This adversary proceeding concerns who owns the rights in Jorgovanka's record ownership of a 50% membership interest in PHMX. The Trustee argues that Jorgovanka is merely Debtor's nominee and that Debtor holds the equitable interest in the membership arising from her beneficial ownership. In general terms, a "nominee is one who holds bare legal title to property for the benefit of another." May v. United States, 07-10531, 2007 WL 3287513, *1 (11th Cir. Nov. 8, 2007) (citation omitted) (lien attached to property for which taxpayer's wife was titleholder). Because Debtor retains the equitable interests in properties held by her nominees, see Gurley v. United States (In re Gurley), 357 B.R. 868, 872 (Bankr. M.D. Fla. 2006), the Trustee seeks declaratory relief that the 50% membership interest in PHMX is property of the bankruptcy estate. The Trustee seeks that declaration so that he may seek turnover of that membership and, ultimately, sell it to a potential investor from whom he has received an informal offer.

The Court must look initially to state law to determine what property interests a debtor owns, see Butner, 440 U.S. at 54-55. PHMX was formed in Florida, but there is no bright-line test under Florida law for determining nominee ownership. See United States v. Dornbrock, 06-61669- CIV, 2008 WL 769065, at *5 (S.D. Fla. Jan. 17, 2008), aff'd, 309 Fed.Appx. 359 (11th Cir. 2009). Florida law does provide, however, that legal title alone does not determine all property rights, and someone who is not the property's titleholder may hold an ownership interest for various reasons.[3]Because there is no established test for this question under Florida law, it is appropriate for the Court to apply the common-law factors generally applied by federal courts to determine the existence of a nominee relationship. See Grippo v. Perazzo, 357 F.3d 1218, 1222 (11th Cir.2004) ("Because Florida law does not answer the question that we examine today, we look to federal law for guidance."); Daer Holdings, LLC v. Menchise (In re Steffen), No. 8:13-CV-1700-T-27, 2014 WL 11428827, at *4 n.6 (M.D. Fla.
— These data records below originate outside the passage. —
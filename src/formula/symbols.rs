//! Symbol mappings: short names bound to bean paths.

use serde::{Deserialize, Serialize};

use crate::error::FormulaError;

/// One symbol and the path it stands for.
#[derive(Debug, Clone, PartialEq, Eq, Serialize, Deserialize)]
pub struct SymbolMapping {
    /// The symbol name used in expressions.
    pub symbol: String,
    /// Dotted path string; empty until configured.
    pub path: String,
}

/// Ordered list of symbol mappings.
///
/// Several symbols may point at the same path. Symbol names are unique.
#[derive(Debug, Clone, Default, PartialEq, Eq, Serialize, Deserialize)]
#[serde(transparent)]
pub struct SymbolMappings {
    mappings: Vec<SymbolMapping>,
}

impl SymbolMappings {
    /// An empty list.
    pub fn new() -> Self {
        Self::default()
    }

    /// Append a mapping for `path` under the next free generated name, or
    /// with an empty path when `path` is `None`. Returns the symbol name.
    ///
    /// Generated names run `a`..`z`, `a1`..`z1`, `a2`.., skipping names in use.
    pub fn add_symbol_mapping(&mut self, path: Option<&str>) -> String {
        let symbol = self.next_free_symbol();
        self.mappings.push(SymbolMapping {
            symbol: symbol.clone(),
            path: path.unwrap_or_default().to_string(),
        });
        symbol
    }

    /// Append a mapping with an explicit symbol name.
    pub fn add_named(&mut self, symbol: &str, path: &str) -> Result<(), FormulaError> {
        if self.index_of(symbol).is_some() {
            return Err(FormulaError::DuplicateSymbol(symbol.to_string()));
        }
        self.mappings.push(SymbolMapping {
            symbol: symbol.to_string(),
            path: path.to_string(),
        });
        Ok(())
    }

    /// Remove and return the mapping at `index`.
    pub fn remove_symbol_at(&mut self, index: usize) -> Option<SymbolMapping> {
        (index < self.mappings.len()).then(|| self.mappings.remove(index))
    }

    /// Rebind the mapping at `index` to `path`. Returns false if there is no
    /// such mapping.
    pub fn set_path_at(&mut self, index: usize, path: &str) -> bool {
        match self.mappings.get_mut(index) {
            Some(mapping) => {
                mapping.path = path.to_string();
                true
            }
            None => false,
        }
    }

    /// The path bound to `symbol`.
    pub fn bean_path_for_symbol(&self, symbol: &str) -> Option<&str> {
        self.mappings
            .iter()
            .find(|m| m.symbol == symbol)
            .map(|m| m.path.as_str())
    }

    /// The first symbol bound to `path`.
    pub fn symbol_for_bean_path<'a>(&'a self, path: &'a str) -> Option<&'a str> {
        self.symbols_for_bean_path(path).next()
    }

    /// Every symbol bound to `path`, in list order.
    pub fn symbols_for_bean_path<'a>(&'a self, path: &'a str) -> impl Iterator<Item = &'a str> + 'a {
        self.mappings
            .iter()
            .filter(move |m| m.path == path)
            .map(|m| m.symbol.as_str())
    }

    /// Problems with the mappings, or `None` if they are consistent.
    pub fn validate(&self) -> Option<Vec<String>> {
        let mut problems = Vec::new();
        for (index, mapping) in self.mappings.iter().enumerate() {
            if mapping.symbol.trim().is_empty() {
                problems.push(format!("symbol #{} has no name", index + 1));
            }
            if mapping.path.trim().is_empty() {
                problems.push(format!("symbol '{}' has no path", mapping.symbol));
            }
            if self.mappings[..index].iter().any(|m| m.symbol == mapping.symbol) {
                problems.push(format!("symbol '{}' is defined more than once", mapping.symbol));
            }
        }
        (!problems.is_empty()).then_some(problems)
    }

    /// Iterate over the mappings.
    pub fn iter(&self) -> impl Iterator<Item = &SymbolMapping> {
        self.mappings.iter()
    }

    /// Number of mappings.
    pub fn len(&self) -> usize {
        self.mappings.len()
    }

    /// Returns true if there are no mappings.
    pub fn is_empty(&self) -> bool {
        self.mappings.is_empty()
    }

    /// The mapping at `index`.
    pub fn get(&self, index: usize) -> Option<&SymbolMapping> {
        self.mappings.get(index)
    }

    fn index_of(&self, symbol: &str) -> Option<usize> {
        self.mappings.iter().position(|m| m.symbol == symbol)
    }

    fn next_free_symbol(&self) -> String {
        (0usize..)
            .flat_map(|round| {
                ('a'..='z').map(move |letter| match round {
                    0 => letter.to_string(),
                    n => format!("{letter}{n}"),
                })
            })
            .find(|candidate| self.index_of(candidate).is_none())
            .unwrap_or_default()
    }
}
Mar. 13, 2014) ("While the federal courts generally apply the law of the forum state (in this case, Florida) to resolve nominee, alter-ego and similar questions, Florida, like many states, does not have a bright-line test for determining nominee ownership. Therefore, federal common law applies." (internal quotation omitted)), aff'd, 611 Fed.Appx. 677 (11th Cir. 2015); Battle v. United States, No. 9:06CV109, 2007 WL 1424553, at *5 (E.D. Tex. Feb. 7, 2007) ("Texas courts have not set forth factors for determining whether an entity is a nominee of another. When Texas law applies to an issue, but Texas law does not address that issue, federal courts will look to federal law for guidance."); Cody v. United States, 348 F.Supp.2d 682, 694 (E.D. Va. 2004) ("[F]ederal courts sitting in states whose law of nominee ownership is similarly undeveloped have typically looked to nominee ownership criteria employed in other federal tax collection cases.").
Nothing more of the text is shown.